Report du SNU : un recul opportuniste plus qu’un changement de pensée

«  (…) L’autre évolution concerne la place prise par l’Education nationale dans la mise en place du SNU, une Education nationale qui, au fil des ans s’est installée sans problème de conscience dans le rôle d’organisatrice (et sans doute de promotrice) d’un dispositif autrefois à la charge de l’armée : c’est l’Ecole qui finance, qui offre son administration, une partie de ses locaux et de ses personnels, qui assure auprès des élèves la promotion de ce qui apparaît comme le complément obligé d’une éducation dite morale et civique déjà largement dévoyée. Avec le SNU, ce n’est pas l’armée qui s’incruste à l’Ecole, c’est l’Ecole qui ouvre ses portes à l’armée mais c’est surtout l’approfondissement d’une tendance qui fait d’une Ecole désormais obligatoire le vecteur d’une morale officielle fondée sur le culte de la nation. L’esprit critique mis en avant dans la formation des élèves est prié de s’incliner devant le drapeau.

Or, il est indéniable que cette mission attribuée à l’Education nationale dans le déploiement d’un conditionnement idéologique systématique n’a que rarement fait l’objet d’une contestation ni même seulement d’une remise en cause audible. Pas davantage aujourd’hui, où la critique du SNU est noyée dans la contestation de la réforme des retraites qu’au cours des années écoulées pendant lesquelles le petit monde de l’éducation a fait le choix de l’attentisme ou de l’indifférence pour le plus grand nombre, de la complaisance voire de la participation active pour quelques autres (…) »

 

Refuser le SNU : pour les éducateurs, une obligation morale

« (…) De fait, au fil des expérimentations de ces dernières années, l’EN a vu son rôle s’affirmer au point de devenir l’élément moteur du SNU, lui offrant son administration, ses personnels, ses locaux, son financement (2 ou 3 milliards € par an en cas de généralisation…) Un rôle majeur dans l’initiative et le pilotage du dispositif confirmé par le rapport de l’INJEP à propos du séjour d’intégration de février 2022 et du recrutement de 3215 volontaires : « la communication à l’attention des établissements scolaires (lycées généraux et technologiques, lycées professionnels) a été portée par l’intermédiaire des rectorats. Partout, cette promotion massive a été accompagnée de séances plus ciblées au sein d’un panel d’établissements dans l’objectif d’aller vers les jeunes et d’expliciter les objectifs et le contenu des différentes phases du SNU ». Au sein des établissements, des « sessions de promotion » souvent obligatoires ont été organisées, « parfois à l’initiative d’un professeur ». Ces « campagnes de recrutement » - la terminologie militaire ne vient pas par hasard - sont précédées d’une phase d’information auprès de des 15-16 ans ainsi qu’auprès des familles et s’appuient notamment sur les cours d’EMC en classe de troisième.

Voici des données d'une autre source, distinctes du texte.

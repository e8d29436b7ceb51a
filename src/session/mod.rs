//! The session engine: command serialization, inbound routing, and the
//! subscription registry.

pub mod command;
pub(crate) mod rx;
pub mod subscription;

pub use command::{CommandError, CommandQueue, DEFAULT_REPLY_TIMEOUT};
pub use subscription::{PublishUpdate, SubscribeSpec, SubscriptionRegistry, SubscriptionSink};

Engagement sans réserve de l’EN, responsabilité entière de l’EN : avec le SNU, ce n’est pas l’armée qui s’incruste à l’Ecole, c’est l’Ecole qui ouvre ses portes à l’armée et à un conditionnement généralisé des jeunes, qu’une scolarisation désormais obligatoire a rendu imparable. Aujourd’hui, cette aberration éducative, dont on ne connaît d’équivalent dans aucune démocratie, c’est l’Education nationale qui l’initie et la met en œuvre à travers un dispositif qui violente la diversité, la morale, les valeurs des élèves et de leur famille, celles des personnels également, un SNU qui dépouille le service public d’éducation des principes qui fondent sa légitimité et qui détourne le fondement même de l’éducation sur une voie malsaine, une voie déjà trop largement occupée par une multitude de tribuns bruyants et venimeux.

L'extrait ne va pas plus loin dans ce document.